Echo-free chamber brings new research capability to UAlberta

(Edmonton) Thanks to some new equipment, researchers in the Department of Electrical and Computer Engineering are now able to conduct research on antennas in a setting that seems straight out of science fiction.

The new anechoic chamber—part of Ashwin Iyer’s Near-Field Antenna and Metamaterial Characterization Facility—is a shielded room used to measure the direction and strength of signals transmitted by different antennas, and to characterize novel materials.

“Prior to acquiring this chamber, we weren’t doing any of this,” said Iyer. “The university did not have any capacity to measure antennas like this.”

Aside from allowing new research activities, the chamber itself has a striking design. Almost every interior surface of the 16×12×11-foot chamber is covered with long, dense foam pyramids. These pyramids reflect and dissipate the signals that are being tested to avoid any echo. In the centre of the room, running its length, is a mount holding the antenna under test. The mount can move back and forth and swivel 360 degrees. At one end of the room, a probe mounted on a mobile tower can also swivel, move up and down, and span the width of the room. The chamber can operate from radio frequencies at 900 MHz up to millimetre-wave frequencies at 40 GHz.

Taken together, these attributes allow the chamber to measure and characterize antennas up to five feet in diameter by taking multiple measurements throughout the chamber.

“The fields produced by an antenna change as you move away from it,” Iyer said. “Traditional measurement methods would call for you to probe the radiated fields far away from the antenna. However, to measure these ‘far-fields’ for certain large antennas, such as those that may be found on a plane or used in orbiting satellites, you might need a space the size of an aircraft hangar.
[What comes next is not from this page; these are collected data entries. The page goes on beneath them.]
//! The player's backpack: points, pockets of collected items, answers and
//! visit history.
//!
//! The wire format is the camelCase JSON the remote API stores, so every
//! struct here carries `#[serde(default)]` and tolerates missing fields.
//! Stricter repair of malformed content lives in the backpack crate's
//! normalizer.

use std::collections::BTreeMap;

use serde::{Deserialize, Serialize};
use serde_json::{Map, Value};

use crate::ids::{FeatureId, MissionId};

/// One of the five fixed pockets in a backpack.
#[derive(Debug, Clone, Copy, PartialEq, Eq, PartialOrd, Ord, Hash, Serialize, Deserialize)]
#[serde(rename_all = "lowercase")]
pub enum Pocket {
    /// Items found in the world.
    Finds,
    /// Photos taken during play.
    Photos,
    /// Rewards granted by missions.
    Rewards,
    /// Usable tools.
    Utilities,
    /// Clues towards a solution.
    Clues,
}

impl Pocket {
    /// Every pocket, in display order.
    pub const ALL: [Self; 5] = [
        Self::Finds,
        Self::Photos,
        Self::Rewards,
        Self::Utilities,
        Self::Clues,
    ];

    /// Lowercase name as used on the wire.
    pub const fn as_str(self) -> &'static str {
        match self {
            Self::Finds => "finds",
            Self::Photos => "photos",
            Self::Rewards => "rewards",
            Self::Utilities => "utilities",
            Self::Clues => "clues",
        }
    }

    /// Parse a pocket name. Unknown names yield `None`.
    pub fn parse(name: &str) -> Option<Self> {
        Self::ALL.into_iter().find(|p| p.as_str() == name)
    }
}

impl core::fmt::Display for Pocket {
    fn fmt(&self, f: &mut core::fmt::Formatter<'_>) -> core::fmt::Result {
        f.write_str(self.as_str())
    }
}

/// An item stored in a pocket.
///
/// Apart from `id` and `addedAt` the item is free-form JSON authored by the
/// content bundle (name, image, description and so on).
#[derive(Debug, Clone, PartialEq, Serialize, Deserialize)]
#[serde(rename_all = "camelCase")]
pub struct PocketItem {
    /// Item identifier, unique within its pocket.
    pub id: String,
    /// When the item was added, in Unix milliseconds.
    #[serde(default, skip_serializing_if = "Option::is_none")]
    pub added_at: Option<i64>,
    /// Remaining authored fields.
    #[serde(flatten)]
    pub fields: Map<String, Value>,
}

impl PocketItem {
    /// Create an item with the given id and no extra fields.
    pub fn new(id: impl Into<String>) -> Self {
        Self {
            id: id.into(),
            added_at: None,
            fields: Map::new(),
        }
    }

    /// Attach an authored field.
    #[must_use]
    pub fn with_field(mut self, key: impl Into<String>, value: impl Into<Value>) -> Self {
        self.fields.insert(key.into(), value.into());
        self
    }

    /// JSON snapshot of the whole item, as recorded in drop logs.
    pub fn to_snapshot(&self) -> Value {
        serde_json::to_value(self).unwrap_or(Value::Null)
    }
}

/// The five pockets of a backpack.
#[derive(Debug, Clone, Default, PartialEq, Serialize, Deserialize)]
#[serde(default)]
pub struct Pockets {
    /// Items found in the world.
    pub finds: Vec<PocketItem>,
    /// Photos taken during play.
    pub photos: Vec<PocketItem>,
    /// Rewards granted by missions.
    pub rewards: Vec<PocketItem>,
    /// Usable tools.
    pub utilities: Vec<PocketItem>,
    /// Clues towards a solution.
    pub clues: Vec<PocketItem>,
}

impl Pockets {
    /// Borrow a pocket's items.
    pub const fn get(&self, pocket: Pocket) -> &Vec<PocketItem> {
        match pocket {
            Pocket::Finds => &self.finds,
            Pocket::Photos => &self.photos,
            Pocket::Rewards => &self.rewards,
            Pocket::Utilities => &self.utilities,
            Pocket::Clues => &self.clues,
        }
    }

    /// Mutably borrow a pocket's items.
    pub const fn get_mut(&mut self, pocket: Pocket) -> &mut Vec<PocketItem> {
        match pocket {
            Pocket::Finds => &mut self.finds,
            Pocket::Photos => &mut self.photos,
            Pocket::Rewards => &mut self.rewards,
            Pocket::Utilities => &mut self.utilities,
            Pocket::Clues => &mut self.clues,
        }
    }

    /// Total number of items across all pockets.
    pub fn item_count(&self) -> usize {
        Pocket::ALL.iter().map(|p| self.get(*p).len()).sum()
    }
}

/// A recorded answer to a mission.
#[derive(Debug, Clone, PartialEq, Serialize, Deserialize)]
pub struct Answer {
    /// Whether the answer was judged correct.
    pub correct: bool,
    /// The submitted value (text, choice index, coordinates, ...).
    #[serde(default)]
    pub value: Value,
    /// When the answer was recorded, in Unix milliseconds.
    #[serde(default)]
    pub ts: i64,
}

/// Visit history.
#[derive(Debug, Clone, Default, PartialEq, Serialize, Deserialize)]
#[serde(default)]
pub struct Visits {
    /// Most recent entry time per geofence, in Unix milliseconds.
    pub geofences: BTreeMap<FeatureId, i64>,
}

/// Everything a player has collected, answered or visited in one game.
#[derive(Debug, Clone, Default, PartialEq, Serialize, Deserialize)]
#[serde(default)]
pub struct BackpackState {
    /// Score.
    pub points: i64,
    /// Collected items.
    pub pockets: Pockets,
    /// Answers keyed by mission.
    pub answers: BTreeMap<MissionId, Answer>,
    /// Visit history.
    pub visits: Visits,
}

impl BackpackState {
    /// Find an item by id within a pocket.
    pub fn find_item(&self, pocket: Pocket, id: &str) -> Option<&PocketItem> {
        self.pockets.get(pocket).iter().find(|item| item.id == id)
    }
}

#[cfg(test)]
mod tests {
    use super::*;

    #[test]
    fn pocket_names_round_trip() {
        for pocket in Pocket::ALL {
            assert_eq!(Pocket::parse(pocket.as_str()), Some(pocket));
        }
        assert_eq!(Pocket::parse("satchel"), None);
    }

    #[test]
    fn item_flattens_authored_fields() {
        let item = PocketItem::new("x").with_field("name", "Coin");
        let json = item.to_snapshot();
        assert_eq!(json["id"], "x");
        assert_eq!(json["name"], "Coin");
        assert!(json.get("addedAt").is_none());
    }

    #[test]
    fn missing_fields_default() {
        let state: BackpackState =
            serde_json::from_str(r#"{"points": 3}"#).unwrap_or_default();
        assert_eq!(state.points, 3);
        assert!(state.pockets.finds.is_empty());
        assert!(state.answers.is_empty());
    }
}
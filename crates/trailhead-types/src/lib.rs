//! Shared type definitions for the Trailhead scavenger-hunt engine.
//!
//! This crate is the single source of truth for the data model shared by
//! the geofence engine, the event channel and the backpack store. Every
//! type serializes to the camelCase JSON the remote API speaks.
//!
//! # Modules
//!
//! - [`ids`] -- String newtypes for slugs, features, missions and drops
//! - [`geo`] -- Coordinates and position samples
//! - [`feature`] -- Geofence features from the content bundle
//! - [`backpack`] -- Backpack state: points, pockets, answers, visits
//! - [`drops`] -- Drop-log entries
//! - [`events`] -- Events published on the engine's event channel

pub mod backpack;
pub mod drops;
pub mod events;
pub mod feature;
pub mod geo;
pub mod ids;

// Re-export all public types at crate root for convenience.
pub use backpack::{Answer, BackpackState, Pocket, PocketItem, Pockets, Visits};
pub use drops::{DropLocation, DropLogEntry};
pub use events::{
    EngineEvent, EventKind, GeofenceTransition, SettingsChange, UiAction, UiActionKind,
};
pub use feature::{GeofenceFeature, MediaType};
pub use geo::{LatLng, PositionSample};
pub use ids::{DropId, FeatureId, LOCAL_DROP_PREFIX, MissionId, Slug, generate_item_id};
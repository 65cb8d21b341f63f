//! Content bundle loading.
//!
//! A bundle is the JSON file a game's authoring tool exports. Either an
//! object `{ "slug": ..., "features": [...] }` or a bare feature array is
//! accepted. Features that fail to decode (an unknown media type, a
//! missing field) or cannot be evaluated (non-finite coordinates,
//! non-positive radius, duplicate ids) are skipped with a warning rather
//! than failing the whole game.

use std::collections::HashSet;
use std::path::Path;

use serde::Deserialize;
use serde_json::Value;
use tracing::{info, warn};
use trailhead_types::{GeofenceFeature, Slug};

use crate::error::EngineError;

/// The playable content of one game.
#[derive(Debug, Clone, Default, PartialEq)]
pub struct ContentBundle {
    /// Slug declared by the bundle, if any.
    pub slug: Option<Slug>,
    /// Geofence features in authoring order.
    pub features: Vec<GeofenceFeature>,
}

#[derive(Deserialize)]
#[serde(untagged)]
enum RawBundle {
    Features(Vec<Value>),
    Object {
        #[serde(default)]
        slug: Option<Slug>,
        #[serde(default)]
        features: Vec<Value>,
    },
}

impl ContentBundle {
    /// Read and parse a bundle file.
    pub fn load(path: &Path) -> Result<Self, EngineError> {
        let raw = std::fs::read_to_string(path).map_err(|e| EngineError::Bundle {
            path: path.to_path_buf(),
            message: format!("failed to read: {e}"),
        })?;
        let bundle = Self::parse(&raw).map_err(|message| EngineError::Bundle {
            path: path.to_path_buf(),
            message,
        })?;
        info!(
            path = %path.display(),
            features = bundle.features.len(),
            "content bundle loaded"
        );
        Ok(bundle)
    }

    /// Parse bundle JSON, dropping unusable features.
    pub fn parse(raw: &str) -> Result<Self, String> {
        let (slug, features) = match serde_json::from_str::<RawBundle>(raw)
            .map_err(|e| format!("invalid bundle JSON: {e}"))?
        {
            RawBundle::Object { slug, features } => (slug, features),
            RawBundle::Features(features) => (None, features),
        };

        let mut seen = HashSet::new();
        let features = features
            .into_iter()
            .enumerate()
            .filter_map(|(index, raw)| decode_feature(index, raw))
            .filter(|f| {
                let usable = f.coordinates.lat.is_finite()
                    && f.coordinates.lng.is_finite()
                    && f.radius_meters.is_finite()
                    && f.radius_meters > 0.0;
                if !usable {
                    warn!(feature = %f.id, radius_m = f.radius_meters, "skipping feature with unusable geometry");
                    return false;
                }
                if !seen.insert(f.id.clone()) {
                    warn!(feature = %f.id, "skipping duplicate feature id");
                    return false;
                }
                true
            })
            .collect();

        Ok(Self { slug, features })
    }
}

fn decode_feature(index: usize, raw: Value) -> Option<GeofenceFeature> {
    let id = raw.get("id").and_then(Value::as_str).unwrap_or("?").to_owned();
    serde_json::from_value(raw)
        .inspect_err(|e| warn!(index, feature = %id, error = %e, "skipping undecodable feature"))
        .ok()
}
“Our facility, on the other hand, measures the fields produced near the antenna. And because these ‘near-fields’ are mathematically related to the far-fields, we can gather many near-field data points and easily transform them into a far-field radiation pattern.”

Being able to measure large antennas in a relatively small anechoic chamber is a boon to the university, but Iyer and his team are more interested in measuring objects much smaller. Specifically, their research is focused on metamaterials—artificially designed materials that are engineered to have properties not found in nature, such as the ability to resolve details more finely than conventional lenses, or the ability to make objects invisible to radar by redirecting signals around them. Right now they’re looking into methods of controlling electromagnetic fields using metamaterials, as well as their applications to practical devices. The chamber can be used to channel energy through their metamaterials, allowing them to quickly and accurately characterize their properties.

Before the new chamber, much of the team’s research was based on simulations.

“We need to measure what metamaterials do to electromagnetic fields near them, but simulation only gives us so much,” said Iyer. “Sometimes we just have to build the thing and try it. Now we can rapidly characterize metamaterials, and rebuild and optimize them.”

Installing the anechoic chamber has been in the works since 2011, when Iyer received a Canada Foundation for Innovation grant for the project. Other matching grants allowed the researchers to begin piecing together the $500,000 system starting last summer. The lab space had to be redesigned, moving cabling, air ducts and sprinkler systems to accommodate the chamber. In the future, Iyer plans to install another articulating arm into the system that will allow for readings to be gathered spherically around an antenna.

Iyer stresses that the team is just getting started using the chamber, and the next few weeks and months will be very exciting for their research.

“Soon, this lab will have experimental capabilities that match and possibly exceed those available at the top labs around the world. This is something we should be proud of at the U of A and in the province.”